▸ Task statement
Reproduce exactly the lines below from the one containing "let session: Session" through the one containing "pub fn login(&self, email: &str, password: &str)", including both, and nothing else.

Stored items:
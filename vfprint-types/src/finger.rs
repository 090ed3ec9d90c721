//! Canonical finger identities

use std::fmt;

use crate::error::{Error, Result};

/// Finger a print was enrolled from
#[derive(Debug, Copy, Clone, PartialEq, Eq, Hash, Default)]
#[repr(u8)]
pub enum Finger {
    #[default]
    Unknown = 0,
    LeftThumb = 1,
    LeftIndex = 2,
    LeftMiddle = 3,
    LeftRing = 4,
    LeftLittle = 5,
    RightThumb = 6,
    RightIndex = 7,
    RightMiddle = 8,
    RightRing = 9,
    RightLittle = 10,
}

impl Finger {
    pub const ALL: [Finger; 11] = [
        Self::Unknown,
        Self::LeftThumb,
        Self::LeftIndex,
        Self::LeftMiddle,
        Self::LeftRing,
        Self::LeftLittle,
        Self::RightThumb,
        Self::RightIndex,
        Self::RightMiddle,
        Self::RightRing,
        Self::RightLittle,
    ];

    pub fn name(self) -> &'static str {
        match self {
            Self::Unknown => "UNKNOWN",
            Self::LeftThumb => "LEFT_THUMB",
            Self::LeftIndex => "LEFT_INDEX",
            Self::LeftMiddle => "LEFT_MIDDLE",
            Self::LeftRing => "LEFT_RING",
            Self::LeftLittle => "LEFT_LITTLE",
            Self::RightThumb => "RIGHT_THUMB",
            Self::RightIndex => "RIGHT_INDEX",
            Self::RightMiddle => "RIGHT_MIDDLE",
            Self::RightRing => "RIGHT_RING",
            Self::RightLittle => "RIGHT_LITTLE",
        }
    }

    pub fn is_left(self) -> bool {
        matches!(self as u8, 1..=5)
    }

    pub fn is_right(self) -> bool {
        matches!(self as u8, 6..=10)
    }
}

impl From<Finger> for u8 {
    fn from(finger: Finger) -> u8 {
        finger as u8
    }
}

impl TryFrom<u8> for Finger {
    type Error = Error;

    fn try_from(value: u8) -> Result<Self> {
        Self::ALL
            .get(value as usize)
            .copied()
            .ok_or(Error::InvalidFinger(value))
    }
}

impl fmt::Display for Finger {
    fn fmt(&self, f: &mut fmt::Formatter<'_>) -> fmt::Result {
        f.write_str(self.name())
    }
}
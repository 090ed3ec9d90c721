//! Retry and device error codes carried by control frames

use std::fmt;

use crate::error::{Error, Result};

/// Recoverable capture-quality reasons
///
/// The caller may re-run the same operation after one of these.
#[derive(Debug, Copy, Clone, PartialEq, Eq, Hash)]
#[repr(i32)]
pub enum RetryCode {
    General = 0,
    TooShort = 1,
    CenterFinger = 2,
    RemoveFinger = 3,
    TooFast = 4,
}

impl RetryCode {
    pub fn name(self) -> &'static str {
        match self {
            Self::General => "RETRY_GENERAL",
            Self::TooShort => "RETRY_TOO_SHORT",
            Self::CenterFinger => "RETRY_CENTER_FINGER",
            Self::RemoveFinger => "RETRY_REMOVE_FINGER",
            Self::TooFast => "RETRY_TOO_FAST",
        }
    }

    /// Message suitable for prompting the user
    pub fn message(self) -> &'static str {
        match self {
            Self::General => "Please try again.",
            Self::TooShort => "The swipe was too short, please try again.",
            Self::CenterFinger => "The finger was not centered properly, please try again.",
            Self::RemoveFinger => "Please try again after removing the finger first.",
            Self::TooFast => "The swipe was too fast, please try again.",
        }
    }
}

impl From<RetryCode> for i32 {
    fn from(code: RetryCode) -> i32 {
        code as i32
    }
}

impl TryFrom<i32> for RetryCode {
    type Error = Error;

    fn try_from(value: i32) -> Result<Self> {
        match value {
            0 => Ok(Self::General),
            1 => Ok(Self::TooShort),
            2 => Ok(Self::CenterFinger),
            3 => Ok(Self::RemoveFinger),
            4 => Ok(Self::TooFast),
            _ => Err(Error::UnknownRetryCode(value)),
        }
    }
}

impl fmt::Display for RetryCode {
    fn fmt(&self, f: &mut fmt::Formatter<'_>) -> fmt::Result {
        write!(f, "{}({})", self.name(), *self as i32)
    }
}

/// Fatal failures of the current operation
#[derive(Debug, Copy, Clone, PartialEq, Eq, Hash)]
#[repr(i32)]
pub enum DeviceErrorCode {
    General = 0,
    NotSupported = 1,
    NotOpen = 2,
    AlreadyOpen = 3,
    Busy = 4,
    Proto = 5,
    DataInvalid = 6,
    DataNotFound = 7,
    DataFull = 8,
    DataDuplicate = 9,
    Removed = 10,
    TooHot = 11,
}

impl DeviceErrorCode {
    pub fn name(self) -> &'static str {
        match self {
            Self::General => "ERROR_GENERAL",
            Self::NotSupported => "ERROR_NOT_SUPPORTED",
            Self::NotOpen => "ERROR_NOT_OPEN",
            Self::AlreadyOpen => "ERROR_ALREADY_OPEN",
            Self::Busy => "ERROR_BUSY",
            Self::Proto => "ERROR_PROTO",
            Self::DataInvalid => "ERROR_DATA_INVALID",
            Self::DataNotFound => "ERROR_DATA_NOT_FOUND",
            Self::DataFull => "ERROR_DATA_FULL",
            Self::DataDuplicate => "ERROR_DATA_DUPLICATE",
            Self::Removed => "ERROR_REMOVED",
            Self::TooHot => "ERROR_TOO_HOT",
        }
    }

    pub fn message(self) -> &'static str {
        match self {
            Self::General => "An unspecified error occurred!",
            Self::NotSupported => "The operation is not supported on this device!",
            Self::NotOpen => "The device needs to be opened first!",
            Self::AlreadyOpen => "The device has already been opened!",
            Self::Busy => "The device is still busy with another operation, please try again later.",
            Self::Proto => "The driver encountered a protocol error with the device.",
            Self::DataInvalid => "Passed (print) data is not valid.",
            Self::DataNotFound => "Print was not found on the devices storage.",
            Self::DataFull => "On device storage space is full.",
            Self::DataDuplicate => "This finger has already been enrolled.",
            Self::Removed => "This device has been removed from the system.",
            Self::TooHot => "Device disabled to prevent overheating.",
        }
    }
}

impl From<DeviceErrorCode> for i32 {
    fn from(code: DeviceErrorCode) -> i32 {
        code as i32
    }
}

impl TryFrom<i32> for DeviceErrorCode {
    type Error = Error;

    fn try_from(value: i32) -> Result<Self> {
        match value {
            0 => Ok(Self::General),
            1 => Ok(Self::NotSupported),
            2 => Ok(Self::NotOpen),
            3 => Ok(Self::AlreadyOpen),
            4 => Ok(Self::Busy),
            5 => Ok(Self::Proto),
            6 => Ok(Self::DataInvalid),
            7 => Ok(Self::DataNotFound),
            8 => Ok(Self::DataFull),
            9 => Ok(Self::DataDuplicate),
            10 => Ok(Self::Removed),
            11 => Ok(Self::TooHot),
            _ => Err(Error::UnknownErrorCode(value)),
        }
    }
}

impl fmt::Display for DeviceErrorCode {
    fn fmt(&self, f: &mut fmt::Formatter<'_>) -> fmt::Result {
        write!(f, "{}({})", self.name(), *self as i32)
    }
}
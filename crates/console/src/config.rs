use std::path::PathBuf;

/// Default location of the persisted session, relative to the working
/// directory.
pub const DEFAULT_SESSION_FILE: &str = ".modguard-session.json";

/// Settings for the `modguard` binary.
///
/// | Env Var                 | Default                  |
/// |-------------------------|--------------------------|
/// | `MODGUARD_SESSION_FILE` | `.modguard-session.json` |
///
/// Store settings are read through `StoreConfig::from_env` only by commands
/// that reach the store, so login and analyze work without them.
#[derive(Debug, Clone)]
pub struct ConsoleConfig {
    pub session_file: PathBuf,
}

impl ConsoleConfig {
    pub fn from_env() -> Self {
        Self::from_lookup(|key| std::env::var(key).ok())
    }

    pub fn from_lookup(lookup: impl Fn(&str) -> Option<String>) -> Self {
        let session_file = lookup("MODGUARD_SESSION_FILE")
            .filter(|v| !v.trim().is_empty())
            .unwrap_or_else(|| DEFAULT_SESSION_FILE.to_string());

        Self {
            session_file: PathBuf::from(session_file),
        }
    }
}
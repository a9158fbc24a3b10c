//! The record currently open for review.
//!
//! States: `Viewing -> Editing -> Saving -> (Viewing | Editing)` and
//! `Viewing -> Removed`. Entering `Editing` copies the editable fields into
//! a [`ReviewDraft`]; the current record is never mutated until a save is
//! confirmed by the store.

use std::fmt;

use modguard_core::request::{FlagType, Flags, ModerationRequest, RequestPatch};
use modguard_core::status::derive_status;

use crate::error::ReviewError;

/// Shown in view mode when a record has no feedback.
pub const FEEDBACK_PLACEHOLDER: &str = "No feedback provided";

#[derive(Debug, Clone, Copy, PartialEq, Eq)]
pub enum ReviewState {
    Viewing,
    Editing,
    Saving,
    Removed,
}

impl fmt::Display for ReviewState {
    fn fmt(&self, f: &mut fmt::Formatter<'_>) -> fmt::Result {
        f.write_str(match self {
            ReviewState::Viewing => "viewing",
            ReviewState::Editing => "editing",
            ReviewState::Saving => "saving",
            ReviewState::Removed => "removed",
        })
    }
}

/// Editable copy of a record's flags and feedback.
#[derive(Debug, Clone, PartialEq)]
pub struct ReviewDraft {
    pub flags: Option<Flags>,
    pub feedback: String,
}

impl ReviewDraft {
    fn from_record(record: &ModerationRequest) -> Self {
        Self {
            flags: record.flags.clone(),
            feedback: record.feedback.clone().unwrap_or_default(),
        }
    }

    /// The update that persists this draft.
    ///
    /// Status is always re-derived from the draft flags. An empty feedback
    /// text clears the stored feedback.
    pub fn to_patch(&self) -> RequestPatch {
        let feedback = if self.feedback.is_empty() {
            None
        } else {
            Some(self.feedback.clone())
        };

        RequestPatch {
            flags: self.flags.clone(),
            status: Some(derive_status(self.flags.as_ref())),
            feedback: Some(feedback),
        }
    }
}

/// An update handed to the store while the detail is in `Saving`.
#[derive(Debug, Clone, PartialEq)]
pub struct PendingSave {
    pub id: String,
    pub patch: RequestPatch,
    pub expected_version: i64,
}

/// The single record under review.
#[derive(Debug, Clone)]
pub struct RequestDetail {
    current: ModerationRequest,
    state: ReviewState,
    draft: Option<ReviewDraft>,
}

impl RequestDetail {
    pub fn new(record: ModerationRequest) -> Self {
        Self {
            current: record,
            state: ReviewState::Viewing,
            draft: None,
        }
    }

    pub fn current(&self) -> &ModerationRequest {
        &self.current
    }

    pub fn state(&self) -> ReviewState {
        self.state
    }

    pub fn draft(&self) -> Option<&ReviewDraft> {
        self.draft.as_ref()
    }

    pub fn feedback_display(&self) -> &str {
        self.current
            .feedback
            .as_deref()
            .filter(|f| !f.is_empty())
            .unwrap_or(FEEDBACK_PLACEHOLDER)
    }

    fn expect_state(&self, expected: ReviewState, action: &'static str) -> Result<(), ReviewError> {
        if self.state == expected {
            Ok(())
        } else {
            Err(ReviewError::InvalidTransition {
                state: self.state,
                action,
            })
        }
    }

    fn draft_mut(&mut self, action: &'static str) -> Result<&mut ReviewDraft, ReviewError> {
        self.expect_state(ReviewState::Editing, action)?;
        self.draft.as_mut().ok_or(ReviewError::InvalidTransition {
            state: self.state,
            action,
        })
    }

    /// Enter edit mode with a fresh draft of the current record.
    pub fn begin_edit(&mut self) -> Result<&ReviewDraft, ReviewError> {
        self.expect_state(ReviewState::Viewing, "edit")?;
        self.state = ReviewState::Editing;
        Ok(self.draft.insert(ReviewDraft::from_record(&self.current)))
    }

    /// Flip the draft's flag of the given kind. Returns the new value.
    pub fn toggle_flag(&mut self, kind: FlagType) -> Result<bool, ReviewError> {
        let draft = self.draft_mut("toggle a flag")?;
        let flags = draft.flags.as_mut().ok_or(ReviewError::NoFlags)?;
        flags.toggle(kind).ok_or(ReviewError::FlagNotPresent(kind))
    }

    pub fn set_feedback(&mut self, text: impl Into<String>) -> Result<(), ReviewError> {
        self.draft_mut("edit feedback")?.feedback = text.into();
        Ok(())
    }

    /// Leave edit mode, discarding every draft change.
    pub fn cancel_edit(&mut self) -> Result<(), ReviewError> {
        self.expect_state(ReviewState::Editing, "cancel")?;
        self.draft = None;
        self.state = ReviewState::Viewing;
        Ok(())
    }

    /// Move to `Saving` and produce the update to send.
    pub fn begin_save(&mut self) -> Result<PendingSave, ReviewError> {
        let patch = self.draft_mut("save")?.to_patch();
        self.state = ReviewState::Saving;
        Ok(PendingSave {
            id: self.current.id.clone(),
            patch,
            expected_version: self.current.version,
        })
    }

    /// The store accepted the save; adopt its copy of the record.
    pub fn complete_save(&mut self, updated: ModerationRequest) -> Result<(), ReviewError> {
        self.expect_state(ReviewState::Saving, "complete a save")?;
        self.current = updated;
        self.draft = None;
        self.state = ReviewState::Viewing;
        Ok(())
    }

    /// The store rejected the save; return to editing with the draft intact.
    pub fn fail_save(&mut self) -> Result<(), ReviewError> {
        self.expect_state(ReviewState::Saving, "fail a save")?;
        self.state = ReviewState::Editing;
        Ok(())
    }

    /// Swap in a freshly loaded copy while nothing is being edited.
    pub fn refresh(&mut self, record: ModerationRequest) -> bool {
        if self.state == ReviewState::Viewing && record.id == self.current.id {
            self.current = record;
            true
        } else {
            false
        }
    }

    /// The record was deleted from the store. Terminal.
    pub fn mark_removed(&mut self) {
        self.draft = None;
        self.state = ReviewState::Removed;
    }
}

// ---------------------------------------------------------------------------
// Tests
// ---------------------------------------------------------------------------
//! Reviewer identity and the session cache.
//!
//! A [`Session`] is an explicit value handed to every protected component at
//! construction time. [`SessionCache`] owns the sign-in state behind it and
//! is initialized and torn down only through `login`/`signup`/`logout`.
//! Credentials are checked locally; the hosted identity provider is not
//! consulted.

use std::path::PathBuf;
use std::sync::{OnceLock, PoisonError, RwLock};

use chrono::Utc;
use modguard_core::error::CoreError;
use modguard_core::types::Timestamp;
use rand::Rng;
use serde::{Deserialize, Serialize};
use validator::ValidateEmail;

/// Minimum accepted password length.
pub const MIN_PASSWORD_LENGTH: usize = 6;

const USER_ID_PREFIX: &str = "user-";
const USER_ID_SUFFIX_LEN: usize = 7;
const BASE36: &[u8] = b"0123456789abcdefghijklmnopqrstuvwxyz";

static GLOBAL: OnceLock<SessionCache> = OnceLock::new();

// ---------------------------------------------------------------------------
// Identity
// ---------------------------------------------------------------------------

#[derive(Debug, Clone, Copy, PartialEq, Eq, Serialize, Deserialize)]
#[serde(rename_all = "lowercase")]
pub enum Plan {
    Free,
    Pro,
    Enterprise,
}

#[derive(Debug, Clone, PartialEq, Eq, Serialize, Deserialize)]
pub struct User {
    pub id: String,
    pub email: String,
    pub name: String,
    pub plan: Plan,
}

/// A signed-in reviewer.
#[derive(Debug, Clone, PartialEq, Serialize, Deserialize)]
pub struct Session {
    pub user: User,
    pub started_at: Timestamp,
}

impl Session {
    pub fn new(user: User) -> Self {
        Self {
            user,
            started_at: Utc::now(),
        }
    }

    pub fn user_id(&self) -> &str {
        &self.user.id
    }
}

// ---------------------------------------------------------------------------
// Errors
// ---------------------------------------------------------------------------

#[derive(Debug, thiserror::Error)]
pub enum SessionError {
    #[error(transparent)]
    Core(#[from] CoreError),

    #[error("Session file error: {0}")]
    Io(#[from] std::io::Error),

    #[error("Session file is corrupt: {0}")]
    Corrupt(#[from] serde_json::Error),

    #[error("A global session cache is already installed")]
    AlreadyInstalled,
}

// ---------------------------------------------------------------------------
// SessionCache
// ---------------------------------------------------------------------------

/// Holder of the current session, optionally mirrored to a JSON file.
#[derive(Debug, Default)]
pub struct SessionCache {
    current: RwLock<Option<Session>>,
    path: Option<PathBuf>,
}

impl SessionCache {
    /// In-memory cache; nothing survives the process.
    pub fn new() -> Self {
        Self::default()
    }

    /// Cache mirrored to `path`. Call [`restore`](Self::restore) to pick up
    /// a session saved by an earlier run.
    pub fn with_persistence(path: impl Into<PathBuf>) -> Self {
        Self {
            current: RwLock::new(None),
            path: Some(path.into()),
        }
    }

    /// Install `cache` as the process-wide instance.
    pub fn install(cache: SessionCache) -> Result<&'static SessionCache, SessionError> {
        GLOBAL
            .set(cache)
            .map_err(|_| SessionError::AlreadyInstalled)?;
        Ok(Self::global())
    }

    /// The process-wide instance, in-memory unless one was installed.
    pub fn global() -> &'static SessionCache {
        GLOBAL.get_or_init(SessionCache::new)
    }

    /// Load a previously persisted session, if any.
    pub fn restore(&self) -> Result<Option<Session>, SessionError> {
        let Some(path) = &self.path else {
            return Ok(self.current());
        };

        let raw = match std::fs::read_to_string(path) {
            Ok(raw) => raw,
            Err(e) if e.kind() == std::io::ErrorKind::NotFound => return Ok(None),
            Err(e) => return Err(e.into()),
        };

        let session: Session = serde_json::from_str(&raw)?;
        tracing::debug!(user_id = %session.user.id, "Restored session");
        self.set(Some(session.clone()));
        Ok(Some(session))
    }

    /// Sign in with an email and password.
    pub fn login(&self, email: &str, password: &str) -> Result<Session, SessionError> {
        validate_email(email)?;
        if password.len() < MIN_PASSWORD_LENGTH {
            return Err(CoreError::Unauthorized("Invalid credentials".to_string()).into());
        }

        let name = email.split('@').next().unwrap_or(email).to_string();
        self.start(email, name)
    }

    /// Register and sign in.
    pub fn signup(&self, name: &str, email: &str, password: &str) -> Result<Session, SessionError> {
        validate_email(email)?;
        if name.trim().is_empty() {
            return Err(CoreError::Validation("Name must not be empty".to_string()).into());
        }
        if password.len() < MIN_PASSWORD_LENGTH {
            return Err(CoreError::Validation(format!(
                "Password must be at least {MIN_PASSWORD_LENGTH} characters"
            ))
            .into());
        }

        self.start(email, name.trim().to_string())
    }

    /// Sign out and forget any persisted session.
    pub fn logout(&self) -> Result<(), SessionError> {
        if let Some(session) = self.current() {
            tracing::info!(user_id = %session.user.id, "Signed out");
        }
        self.set(None);

        if let Some(path) = &self.path {
            match std::fs::remove_file(path) {
                Ok(()) => {}
                Err(e) if e.kind() == std::io::ErrorKind::NotFound => {}
                Err(e) => return Err(e.into()),
            }
        }
        Ok(())
    }

    pub fn current(&self) -> Option<Session> {
        self.current
            .read()
            .unwrap_or_else(PoisonError::into_inner)
            .clone()
    }

    pub fn is_authenticated(&self) -> bool {
        self.current().is_some()
    }

    /// The current session, or `Unauthorized` when signed out.
    pub fn require(&self) -> Result<Session, SessionError> {
        self.current()
            .ok_or_else(|| CoreError::Unauthorized("Not signed in".to_string()).into())
    }

    fn start(&self, email: &str, name: String) -> Result<Session, SessionError> {
        let session = Session::new(User {
            id: generate_user_id(),
            email: email.to_string(),
            name,
            plan: Plan::Free,
        });

        if let Some(path) = &self.path {
            if let Some(parent) = path.parent().filter(|p| !p.as_os_str().is_empty()) {
                std::fs::create_dir_all(parent)?;
            }
            std::fs::write(path, serde_json::to_string_pretty(&session)?)?;
        }

        self.set(Some(session.clone()));
        tracing::info!(user_id = %session.user.id, email = %session.user.email, "Signed in");
        Ok(session)
    }

    fn set(&self, session: Option<Session>) {
        *self.current.write().unwrap_or_else(PoisonError::into_inner) = session;
    }
}

fn validate_email(email: &str) -> Result<(), CoreError> {
    if email.validate_email() {
        Ok(())
    } else {
        Err(CoreError::Validation(format!("Invalid email address '{email}'")))
    }
}

fn generate_user_id() -> String {
    let mut rng = rand::rng();
    let suffix: String = (0..USER_ID_SUFFIX_LEN)
        .map(|_| BASE36[rng.random_range(0..BASE36.len())] as char)
        .collect();
    format!("{USER_ID_PREFIX}{suffix}")
}

// ---------------------------------------------------------------------------
// Tests
// ---------------------------------------------------------------------------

▸ Answer below
        let session: Session = serde_json::from_str(&raw)?;
        tracing::debug!(user_id = %session.user.id, "Restored session");
        self.set(Some(session.clone()));
        Ok(Some(session))
    }

    /// Sign in with an email and password.
    pub fn login(&self, email: &str, password: &str) -> Result<Session, SessionError> {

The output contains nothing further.